Sidney Mills (born 1959) is a British Jamaican musician, performing mostly within the reggae genre and best known as a member of the roots reggae band Steel Pulse. Mills was born in the United Kingdom and moved to Jamaica as a child. He was raised in the Saint Thomas Parish, Jamaica and became a musician from an early age, moving to Kingston in the late 1960s to pursue a musical career. Sidney attended Kings College Kingston where he matured as a musician under the tutelage of the likes of Sonny Bradshaw.

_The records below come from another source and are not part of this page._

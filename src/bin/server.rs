//! FillPDF Server — HTTP API for filling and stamping PDFs with pdftk.
//!
//! Usage:
//!   FILLPDF_BIND=0.0.0.0:8082 fillpdf-server
//!
//! Or with args:
//!   fillpdf-server --config /etc/fillpdf.json --bind 127.0.0.1:8082 --pdftk /usr/bin/pdftk

use fillpdf_lib::api::{self, AppState};
use fillpdf_lib::ops::Context;
use fillpdf_lib::settings::{self, Config};
use std::path::PathBuf;

fn print_help() {
    println!("fillpdf-server — PDF form filling HTTP API");
    println!();
    println!("Usage: fillpdf-server [--config PATH] [--bind ADDR:PORT] [--pdftk PATH] [--tmpdir DIR] [--timeout SECS]");
    println!();
    println!("Environment variables:");
    println!("  FILLPDF_CONFIG        JSON config file");
    println!("  FILLPDF_BIND          Bind address (default: 0.0.0.0:8082)");
    println!("  FILLPDF_PDFTK         pdftk executable (default: pdftk on PATH)");
    println!("  FILLPDF_TMPDIR        Parent directory for request workspaces");
    println!("  FILLPDF_TIMEOUT_SECS  pdftk timeout, 0 disables (default: 120)");
    println!("  FILLPDF_BODY_LIMIT    Max request body in bytes (default: 32 MiB)");
    println!("  RUST_LOG              Log filter (default: info)");
}

fn load_config() -> Result<Config, String> {
    // Parse simple args (no clap to keep binary small)
    let args: Vec<String> = std::env::args().collect();
    let mut config_arg: Option<PathBuf> = None;
    let mut overrides: Vec<(&str, &str)> = Vec::new();

    let mut i = 1;
    while i < args.len() {
        match args[i].as_str() {
            flag @ ("--config" | "--bind" | "--pdftk" | "--tmpdir" | "--timeout")
                if i + 1 < args.len() =>
            {
                if flag == "--config" {
                    config_arg = Some(PathBuf::from(&args[i + 1]));
                } else {
                    overrides.push((flag, args[i + 1].as_str()));
                }
                i += 2;
            }
            "--help" | "-h" => {
                print_help();
                std::process::exit(0);
            }
            "--version" | "-V" => {
                println!("fillpdf-server {}", settings::version());
                std::process::exit(0);
            }
            other => {
                return Err(format!("Unknown argument '{}' (see --help)", other));
            }
        }
    }

    let mut config = Config::load(config_arg.as_deref())?;
    for (flag, value) in overrides {
        match flag {
            "--bind" => config.bind = value.to_string(),
            "--pdftk" => config.pdftk = PathBuf::from(value),
            "--tmpdir" => config.temp_dir = PathBuf::from(value),
            "--timeout" => {
                config.timeout_secs = value.parse()
                    .map_err(|e| format!("Invalid --timeout '{}': {}", value, e))?;
            }
            _ => {}
        }
    }
    Ok(config)
}

async fn shutdown_signal() {
    if let Err(e) = tokio::signal::ctrl_c().await {
        log::error!("[Server] Failed to listen for shutdown signal: {}", e);
        std::future::pending::<()>().await;
    }
    log::info!("[Server] Shutting down");
}

#[tokio::main]
async fn main() {
    env_logger::Builder::from_env(env_logger::Env::default().default_filter_or("info")).init();

    let config = match load_config() {
        Ok(c) => c,
        Err(e) => {
            log::error!("[Server] {}", e);
            std::process::exit(1);
        }
    };

    log::info!("[Server] Version: {}", settings::version());
    log::info!("[Server] Workspaces in: {}", config.temp_dir.display());
    match config.timeout() {
        Some(t) => log::info!("[Server] pdftk timeout: {}s", t.as_secs()),
        None => log::warn!("[Server] pdftk timeout disabled"),
    }

    let ctx = Context::from_config(&config);

    // Probe pdftk; keep serving health checks even if it is missing
    match ctx.pdftk.version().await {
        Ok(v) => log::info!("[Server] Using {} ({})", ctx.pdftk.program().display(), v),
        Err(e) => log::warn!("[Server] pdftk not usable, fill/stamp requests will fail: {}", e),
    }

    let app = api::router(AppState::new(ctx, settings::version(), config.body_limit));

    let listener = match tokio::net::TcpListener::bind(&config.bind).await {
        Ok(l) => l,
        Err(e) => {
            log::error!("[Server] Failed to bind to {}: {}", config.bind, e);
            std::process::exit(1);
        }
    };

    log::info!("[Server] Listening on {}", config.bind);
    if let Err(e) = axum::serve(listener, app).with_graceful_shutdown(shutdown_signal()).await {
        log::error!("[Server] Server error: {}", e);
        std::process::exit(1);
    }
}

In 1981, he moved to New York City, performing alongside reggae and Jamaican musical artists such as Shabba Ranks and lovers rock icon Judy Mowatt. Sidney has been the keyboard player for the Grammy award-winning band Steel Pulse since 1988. He has collaborated with a wide array of artists, including Boogie Down Productions, Aswad and Smashing Pumpkins. He is the founder of New York-based record company Living Room Records, which notably released albums featuring Dennis Brown and Sylvia Tella.

Collaborations 
Mills and Steel Pulse's David Hinds collaborated to produce Franklin’s Tower for the album Fire On The Mountain: Reggae Celebrates The Grateful Dead. Sidney also scored the soundtrack for the film . He has collaborated on albums released by Frankie Paul, Ziggy Marley, Mikey Dread Shinehead, Shabba Ranks, The Neville Brothers, Gwen Guthrie, Lionize, Toots Hibbert and Sly & Robbie.

Mills also collaborated with spoken word artist and producer Malik Al Nasir on  Malik & the O.G's album Rhythms of the Diaspora Vol. 1.  Sidney played keyboard vibes on the track entitled "Immigrants - Free at last".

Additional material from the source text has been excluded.